*WORK TO BE COMPLETED*:
Whenever "text" occurs in a line of the material, list that line.

*SUPPLIED ENTRIES*:

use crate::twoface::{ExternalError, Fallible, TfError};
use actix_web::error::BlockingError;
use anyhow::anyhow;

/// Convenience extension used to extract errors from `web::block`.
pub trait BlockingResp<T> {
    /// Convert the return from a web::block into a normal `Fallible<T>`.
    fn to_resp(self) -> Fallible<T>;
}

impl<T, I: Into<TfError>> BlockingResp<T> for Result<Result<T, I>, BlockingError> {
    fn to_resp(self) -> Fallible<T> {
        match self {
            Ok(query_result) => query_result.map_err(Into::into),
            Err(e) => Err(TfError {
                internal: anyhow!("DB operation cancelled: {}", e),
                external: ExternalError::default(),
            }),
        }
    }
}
* * *
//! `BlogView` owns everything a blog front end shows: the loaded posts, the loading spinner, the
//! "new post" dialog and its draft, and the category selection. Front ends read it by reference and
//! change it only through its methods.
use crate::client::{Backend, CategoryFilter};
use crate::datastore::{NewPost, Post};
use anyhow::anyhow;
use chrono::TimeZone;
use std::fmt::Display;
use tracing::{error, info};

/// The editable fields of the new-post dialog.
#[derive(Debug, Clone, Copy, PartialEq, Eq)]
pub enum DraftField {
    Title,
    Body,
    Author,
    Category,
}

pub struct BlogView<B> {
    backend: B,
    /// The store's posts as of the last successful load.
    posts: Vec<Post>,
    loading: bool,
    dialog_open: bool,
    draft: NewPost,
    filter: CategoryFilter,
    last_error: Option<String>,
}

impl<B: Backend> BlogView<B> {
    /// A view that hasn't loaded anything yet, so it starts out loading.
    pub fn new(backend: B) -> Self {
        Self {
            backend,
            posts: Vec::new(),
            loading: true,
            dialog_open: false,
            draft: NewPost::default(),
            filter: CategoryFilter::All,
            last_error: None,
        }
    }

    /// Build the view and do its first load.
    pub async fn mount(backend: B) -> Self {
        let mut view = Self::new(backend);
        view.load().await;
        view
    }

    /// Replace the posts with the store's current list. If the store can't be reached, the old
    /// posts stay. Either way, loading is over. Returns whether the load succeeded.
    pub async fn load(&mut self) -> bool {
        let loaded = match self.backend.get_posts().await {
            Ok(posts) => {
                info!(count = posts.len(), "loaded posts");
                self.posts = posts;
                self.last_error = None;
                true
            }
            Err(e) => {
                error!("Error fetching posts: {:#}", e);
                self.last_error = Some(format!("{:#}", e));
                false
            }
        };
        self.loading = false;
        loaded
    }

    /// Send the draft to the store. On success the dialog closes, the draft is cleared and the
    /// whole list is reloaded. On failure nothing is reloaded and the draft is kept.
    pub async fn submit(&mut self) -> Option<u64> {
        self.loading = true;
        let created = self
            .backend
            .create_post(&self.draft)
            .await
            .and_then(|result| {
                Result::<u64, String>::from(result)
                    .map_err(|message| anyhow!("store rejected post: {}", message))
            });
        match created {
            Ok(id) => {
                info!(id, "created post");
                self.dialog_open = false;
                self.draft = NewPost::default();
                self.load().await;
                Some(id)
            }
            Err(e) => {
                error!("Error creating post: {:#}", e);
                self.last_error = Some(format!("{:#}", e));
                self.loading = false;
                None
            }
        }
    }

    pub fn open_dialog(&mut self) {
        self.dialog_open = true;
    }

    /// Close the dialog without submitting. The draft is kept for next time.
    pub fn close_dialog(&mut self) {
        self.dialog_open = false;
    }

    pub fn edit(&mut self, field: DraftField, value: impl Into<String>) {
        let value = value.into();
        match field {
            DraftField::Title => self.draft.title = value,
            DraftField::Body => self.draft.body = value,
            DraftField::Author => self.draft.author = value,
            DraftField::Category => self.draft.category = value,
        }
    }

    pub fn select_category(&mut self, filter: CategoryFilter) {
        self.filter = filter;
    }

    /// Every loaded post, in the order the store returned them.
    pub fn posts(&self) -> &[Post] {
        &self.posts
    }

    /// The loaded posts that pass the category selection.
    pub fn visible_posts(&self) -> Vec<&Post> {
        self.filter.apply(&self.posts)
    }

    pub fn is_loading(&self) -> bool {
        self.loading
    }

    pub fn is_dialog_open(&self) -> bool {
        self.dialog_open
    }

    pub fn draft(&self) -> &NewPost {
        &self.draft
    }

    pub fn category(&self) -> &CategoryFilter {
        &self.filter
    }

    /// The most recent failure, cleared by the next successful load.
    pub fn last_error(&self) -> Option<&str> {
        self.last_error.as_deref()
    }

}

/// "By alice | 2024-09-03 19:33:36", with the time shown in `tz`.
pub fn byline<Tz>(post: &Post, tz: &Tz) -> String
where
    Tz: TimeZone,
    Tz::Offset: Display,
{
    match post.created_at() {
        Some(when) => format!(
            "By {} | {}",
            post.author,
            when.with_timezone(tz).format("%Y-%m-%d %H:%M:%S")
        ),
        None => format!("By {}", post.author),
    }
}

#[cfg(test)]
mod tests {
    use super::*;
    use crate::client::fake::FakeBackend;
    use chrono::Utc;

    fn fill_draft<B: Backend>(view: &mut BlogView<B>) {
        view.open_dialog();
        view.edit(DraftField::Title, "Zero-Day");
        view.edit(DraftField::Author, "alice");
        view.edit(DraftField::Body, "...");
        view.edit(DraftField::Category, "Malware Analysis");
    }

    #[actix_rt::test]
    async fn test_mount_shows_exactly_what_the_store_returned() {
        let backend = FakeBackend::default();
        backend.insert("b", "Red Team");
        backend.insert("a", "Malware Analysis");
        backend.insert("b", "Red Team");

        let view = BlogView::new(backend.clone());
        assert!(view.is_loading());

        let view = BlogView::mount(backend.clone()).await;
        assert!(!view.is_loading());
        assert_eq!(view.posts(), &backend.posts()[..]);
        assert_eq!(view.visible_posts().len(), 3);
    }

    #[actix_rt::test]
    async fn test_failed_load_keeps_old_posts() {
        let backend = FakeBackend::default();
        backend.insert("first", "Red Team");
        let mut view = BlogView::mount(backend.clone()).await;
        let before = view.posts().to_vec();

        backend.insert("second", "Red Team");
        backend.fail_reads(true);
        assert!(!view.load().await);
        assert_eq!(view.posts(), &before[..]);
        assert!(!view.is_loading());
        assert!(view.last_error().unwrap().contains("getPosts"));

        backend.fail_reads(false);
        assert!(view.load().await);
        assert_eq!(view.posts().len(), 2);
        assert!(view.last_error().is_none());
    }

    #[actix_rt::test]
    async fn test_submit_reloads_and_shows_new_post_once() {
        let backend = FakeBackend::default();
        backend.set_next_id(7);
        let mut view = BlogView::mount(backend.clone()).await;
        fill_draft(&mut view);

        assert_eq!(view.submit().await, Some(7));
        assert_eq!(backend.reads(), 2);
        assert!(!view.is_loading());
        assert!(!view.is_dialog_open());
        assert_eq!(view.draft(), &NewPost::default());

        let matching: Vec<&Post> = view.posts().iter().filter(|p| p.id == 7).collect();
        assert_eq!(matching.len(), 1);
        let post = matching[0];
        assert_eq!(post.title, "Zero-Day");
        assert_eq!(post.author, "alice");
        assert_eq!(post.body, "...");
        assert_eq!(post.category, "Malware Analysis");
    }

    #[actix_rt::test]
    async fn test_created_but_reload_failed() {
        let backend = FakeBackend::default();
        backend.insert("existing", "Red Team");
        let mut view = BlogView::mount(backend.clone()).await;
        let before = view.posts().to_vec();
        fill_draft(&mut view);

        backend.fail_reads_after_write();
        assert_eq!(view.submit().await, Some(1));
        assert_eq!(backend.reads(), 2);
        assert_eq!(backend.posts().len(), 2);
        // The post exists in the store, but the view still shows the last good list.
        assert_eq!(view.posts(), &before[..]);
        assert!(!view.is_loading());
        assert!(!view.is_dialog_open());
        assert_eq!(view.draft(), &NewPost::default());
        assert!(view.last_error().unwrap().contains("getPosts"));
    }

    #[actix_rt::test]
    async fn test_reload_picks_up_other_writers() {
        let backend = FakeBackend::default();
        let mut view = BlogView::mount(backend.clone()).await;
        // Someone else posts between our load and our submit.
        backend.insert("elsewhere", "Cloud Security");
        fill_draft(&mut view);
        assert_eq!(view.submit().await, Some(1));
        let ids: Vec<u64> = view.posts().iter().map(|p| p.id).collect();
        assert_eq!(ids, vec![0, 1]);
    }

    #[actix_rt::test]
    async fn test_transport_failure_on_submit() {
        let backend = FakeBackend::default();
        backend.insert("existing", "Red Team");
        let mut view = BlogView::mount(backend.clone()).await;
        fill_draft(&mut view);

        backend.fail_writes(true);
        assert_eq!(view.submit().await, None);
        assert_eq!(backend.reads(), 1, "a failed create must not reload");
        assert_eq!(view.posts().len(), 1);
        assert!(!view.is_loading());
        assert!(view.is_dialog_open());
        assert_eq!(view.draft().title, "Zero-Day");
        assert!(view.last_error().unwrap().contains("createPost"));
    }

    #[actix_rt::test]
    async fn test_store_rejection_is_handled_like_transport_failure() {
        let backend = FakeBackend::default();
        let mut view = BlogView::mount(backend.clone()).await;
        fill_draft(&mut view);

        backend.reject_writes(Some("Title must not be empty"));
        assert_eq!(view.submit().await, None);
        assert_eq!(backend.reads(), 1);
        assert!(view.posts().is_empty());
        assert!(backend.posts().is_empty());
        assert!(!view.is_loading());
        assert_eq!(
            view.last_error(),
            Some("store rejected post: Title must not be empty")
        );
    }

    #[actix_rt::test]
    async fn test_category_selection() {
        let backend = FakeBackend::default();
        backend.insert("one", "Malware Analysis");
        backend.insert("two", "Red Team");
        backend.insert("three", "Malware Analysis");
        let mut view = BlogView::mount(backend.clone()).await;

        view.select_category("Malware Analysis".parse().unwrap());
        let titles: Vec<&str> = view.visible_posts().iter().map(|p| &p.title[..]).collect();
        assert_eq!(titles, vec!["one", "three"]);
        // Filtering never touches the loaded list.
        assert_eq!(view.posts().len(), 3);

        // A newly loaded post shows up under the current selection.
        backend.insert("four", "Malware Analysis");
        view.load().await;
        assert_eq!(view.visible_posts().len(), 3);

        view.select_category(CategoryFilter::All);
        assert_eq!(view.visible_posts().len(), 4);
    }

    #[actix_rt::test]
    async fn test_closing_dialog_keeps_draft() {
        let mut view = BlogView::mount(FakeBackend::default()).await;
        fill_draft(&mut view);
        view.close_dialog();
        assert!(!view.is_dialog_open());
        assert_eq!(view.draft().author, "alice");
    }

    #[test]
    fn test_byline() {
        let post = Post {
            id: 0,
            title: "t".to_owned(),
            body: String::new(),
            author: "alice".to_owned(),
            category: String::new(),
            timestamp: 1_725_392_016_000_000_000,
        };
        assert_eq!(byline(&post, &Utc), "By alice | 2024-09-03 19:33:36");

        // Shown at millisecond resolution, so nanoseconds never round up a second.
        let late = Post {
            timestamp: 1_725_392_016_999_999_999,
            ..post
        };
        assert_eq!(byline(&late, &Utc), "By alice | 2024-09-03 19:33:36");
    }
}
==
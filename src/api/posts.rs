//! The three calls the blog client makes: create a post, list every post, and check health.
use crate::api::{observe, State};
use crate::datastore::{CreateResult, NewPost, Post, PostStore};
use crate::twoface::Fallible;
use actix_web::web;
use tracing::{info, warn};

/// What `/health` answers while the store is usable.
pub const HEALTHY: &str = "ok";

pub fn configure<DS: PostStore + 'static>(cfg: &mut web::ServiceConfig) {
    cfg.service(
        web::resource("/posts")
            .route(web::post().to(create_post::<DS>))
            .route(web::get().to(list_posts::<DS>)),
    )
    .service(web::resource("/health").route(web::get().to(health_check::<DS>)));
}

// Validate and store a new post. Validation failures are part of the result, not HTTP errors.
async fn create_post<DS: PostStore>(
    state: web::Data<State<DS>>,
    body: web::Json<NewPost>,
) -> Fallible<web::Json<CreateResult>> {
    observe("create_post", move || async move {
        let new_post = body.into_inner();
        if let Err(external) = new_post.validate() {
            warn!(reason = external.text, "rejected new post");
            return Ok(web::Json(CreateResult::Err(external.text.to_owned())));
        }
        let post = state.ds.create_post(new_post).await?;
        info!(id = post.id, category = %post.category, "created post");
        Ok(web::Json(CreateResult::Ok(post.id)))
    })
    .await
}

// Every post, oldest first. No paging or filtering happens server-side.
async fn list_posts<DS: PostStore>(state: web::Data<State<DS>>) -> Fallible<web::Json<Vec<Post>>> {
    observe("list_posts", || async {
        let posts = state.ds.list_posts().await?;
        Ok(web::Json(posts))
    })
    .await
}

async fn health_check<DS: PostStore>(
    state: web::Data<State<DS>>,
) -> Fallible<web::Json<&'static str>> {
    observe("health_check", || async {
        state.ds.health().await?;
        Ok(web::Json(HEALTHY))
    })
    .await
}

*COMPLETED EXERCISE*:
            warn!(reason = external.text, "rejected new post");
            return Ok(web::Json(CreateResult::Err(external.text.to_owned())));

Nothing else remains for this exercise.